Related to Undergrad Physics App: 3.98 GPA, 33 ACT, 2230 SAT, Extracurriculars

1. What is the average GPA required for admission to this program?

The minimum required GPA for admission to most undergraduate physics programs is around a 3.0. However, to be competitive, most students have a GPA of 3.5 or higher.

2. Are standardized test scores important for admission to this program?

Yes, standardized test scores such as the ACT and SAT are important factors in the admissions process. A high score can demonstrate a strong understanding of the subject matter and make you a more competitive candidate.

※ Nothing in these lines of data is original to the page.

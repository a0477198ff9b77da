use actix_web::{HttpRequest, HttpResponse, Result as ActixResult};
use tracing::info;

use super::RewardPunishmentService;
use crate::models::{
    ApiResponse, ErrorCode,
    reward_punishments::requests::{CreateRewardPunishmentRequest, UpdateRewardPunishmentRequest},
};
use crate::services::{bad_request, current_user, not_found, storage_error};
use crate::utils::validate::validate_text;

fn check_description(description: Option<&str>) -> Result<(), String> {
    match description {
        Some(text) if text.chars().count() > 1000 => {
            Err("描述长度不能超过 1000 个字符".to_string())
        }
        _ => Ok(()),
    }
}

pub async fn create_record(
    service: &RewardPunishmentService,
    record: CreateRewardPunishmentRequest,
    request: &HttpRequest,
) -> ActixResult<HttpResponse> {
    if let Err(msg) = validate_text("类别", &record.category, 1, 50)
        .and_then(|_| check_description(record.description.as_deref()))
    {
        return Ok(bad_request(ErrorCode::ValidationFailed, msg));
    }

    let handler = current_user(request)?;
    let storage = service.get_storage(request)?;
    match storage.create_reward_punishment(record, handler.id()).await {
        Ok(created) => {
            info!(
                "学生 {} 新增{}记录：{}",
                created.student_id, created.kind, created.category
            );
            Ok(HttpResponse::Created().json(ApiResponse::success(created, "奖惩记录创建成功")))
        }
        Err(e) => Ok(storage_error(
            e,
            ErrorCode::StudentNotFound,
            ErrorCode::Conflict,
            "创建奖惩记录失败",
        )),
    }
}

pub async fn update_record(
    service: &RewardPunishmentService,
    record_id: i64,
    update: UpdateRewardPunishmentRequest,
    request: &HttpRequest,
) -> ActixResult<HttpResponse> {
    if let Err(msg) = check_description(update.description.as_deref()) {
        return Ok(bad_request(ErrorCode::ValidationFailed, msg));
    }
    let storage = service.get_storage(request)?;

    match storage.update_reward_punishment(record_id, update).await {
        Ok(Some(updated)) => Ok(HttpResponse::Ok().json(ApiResponse::success(updated, "奖惩记录更新成功"))),
        Ok(None) => Ok(not_found(ErrorCode::RewardPunishmentNotFound, "奖惩记录不存在")),
        Err(e) => Ok(storage_error(
            e,
            ErrorCode::RewardPunishmentNotFound,
            ErrorCode::Conflict,
            "更新奖惩记录失败",
        )),
    }
}

pub async fn delete_record(
    service: &RewardPunishmentService,
    record_id: i64,
    request: &HttpRequest,
) -> ActixResult<HttpResponse> {
    let storage = service.get_storage(request)?;

    match storage.delete_reward_punishment(record_id).await {
        Ok(true) => Ok(HttpResponse::Ok().json(ApiResponse::success_empty("奖惩记录删除成功"))),
        Ok(false) => Ok(not_found(ErrorCode::RewardPunishmentNotFound, "奖惩记录不存在")),
        Err(e) => Ok(storage_error(
            e,
            ErrorCode::RewardPunishmentNotFound,
            ErrorCode::Conflict,
            "删除奖惩记录失败",
        )),
    }
}
use crate::models::common::{
    PaginationQuery, deserialize_option_bool, deserialize_option_i64, deserialize_some,
};
use serde::Deserialize;

#[derive(Debug, Clone, Deserialize)]
pub struct DepartmentListParams {
    #[serde(flatten)]
    pub pagination: PaginationQuery,
    pub search: Option<String>,
    #[serde(default, deserialize_with = "deserialize_option_i64")]
    pub parent_id: Option<i64>,
    #[serde(default, deserialize_with = "deserialize_option_bool")]
    pub status: Option<bool>,
}

#[derive(Debug, Clone, Deserialize)]
pub struct CreateDepartmentRequest {
    pub dept_name: String,
    pub dept_code: String,
    pub parent_id: Option<i64>,
    pub description: Option<String>,
    pub status: Option<bool>,
}

#[derive(Debug, Clone, Default, Deserialize)]
pub struct UpdateDepartmentRequest {
    pub dept_name: Option<String>,
    pub dept_code: Option<String>,
    /// 缺失表示不修改，null 表示移到顶层
    #[serde(default, deserialize_with = "deserialize_some")]
    pub parent_id: Option<Option<i64>>,
    pub description: Option<String>,
    pub status: Option<bool>,
}
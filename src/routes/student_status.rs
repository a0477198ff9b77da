use actix_web::{HttpRequest, HttpResponse, Result as ActixResult, web};
use once_cell::sync::Lazy;

use crate::middlewares::{self, RequirePermission};
use crate::models::permissions::codes;
use crate::models::student_status::requests::{
    CreateStudentStatusRequest, StudentStatusListParams, UpdateStudentStatusRequest,
};
use crate::services::StudentStatusService;
use crate::utils::SafeIDI64;

// 懒加载的全局 StudentStatusService 实例
static STUDENT_STATUS_SERVICE: Lazy<StudentStatusService> =
    Lazy::new(StudentStatusService::new_lazy);

pub async fn list_records(
    req: HttpRequest,
    query: web::Query<StudentStatusListParams>,
) -> ActixResult<HttpResponse> {
    STUDENT_STATUS_SERVICE
        .list_records(query.into_inner(), &req)
        .await
}

pub async fn create_record(
    req: HttpRequest,
    record: web::Json<CreateStudentStatusRequest>,
) -> ActixResult<HttpResponse> {
    STUDENT_STATUS_SERVICE
        .create_record(record.into_inner(), &req)
        .await
}

pub async fn get_record(req: HttpRequest, record_id: SafeIDI64) -> ActixResult<HttpResponse> {
    STUDENT_STATUS_SERVICE.get_record(record_id.0, &req).await
}

pub async fn update_record(
    req: HttpRequest,
    record_id: SafeIDI64,
    update: web::Json<UpdateStudentStatusRequest>,
) -> ActixResult<HttpResponse> {
    STUDENT_STATUS_SERVICE
        .update_record(record_id.0, update.into_inner(), &req)
        .await
}

pub async fn delete_record(req: HttpRequest, record_id: SafeIDI64) -> ActixResult<HttpResponse> {
    STUDENT_STATUS_SERVICE.delete_record(record_id.0, &req).await
}

// 配置路由
pub fn configure_student_status_routes(cfg: &mut web::ServiceConfig) {
    let view = || {
        RequirePermission::any(&[
            codes::STUDENT_STATUS_VIEW,
            codes::STUDENT_STATUS_UPDATE,
            codes::STUDENT_STATUS_MANAGE,
        ])
    };
    let manage = || {
        RequirePermission::any(&[codes::STUDENT_STATUS_UPDATE, codes::STUDENT_STATUS_MANAGE])
    };

    cfg.service(
        web::scope("/api/student-status")
            .wrap(middlewares::RequireJWT)
            .service(
                web::resource("")
                    .route(web::get().to(list_records).wrap(view()))
                    .route(web::post().to(create_record).wrap(manage())),
            )
            .service(
                web::resource("/{id}")
                    .route(web::get().to(get_record).wrap(view()))
                    .route(web::put().to(update_record).wrap(manage()))
                    .route(web::delete().to(delete_record).wrap(manage())),
            ),
    );
}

3. What extracurricular activities are beneficial for students applying to this program?

Participation in extracurricular activities related to physics, such as science clubs, research projects, and internships, can demonstrate a passion for the subject and a commitment to learning outside of the classroom. However, any extracurricular activities that showcase leadership, teamwork, and/or community involvement can also be beneficial.

4. Can I still be admitted if I have a lower GPA but higher test scores?

While a high GPA is important, it is not the only factor considered in the admissions process. A strong performance on standardized tests and involvement in extracurricular activities can also make you a competitive candidate. However, it is important to note that each program may have different criteria for admission and it is best to check with the specific program you are interested in.

5. Is it necessary to have a strong background in physics to be admitted to this program?

Having a strong foundation in physics is definitely beneficial, but it is not always required. Some programs may offer introductory courses for students with little to no background in physics. Other programs may place more emphasis on math and science courses, so it is important to research the specific program and its requirements.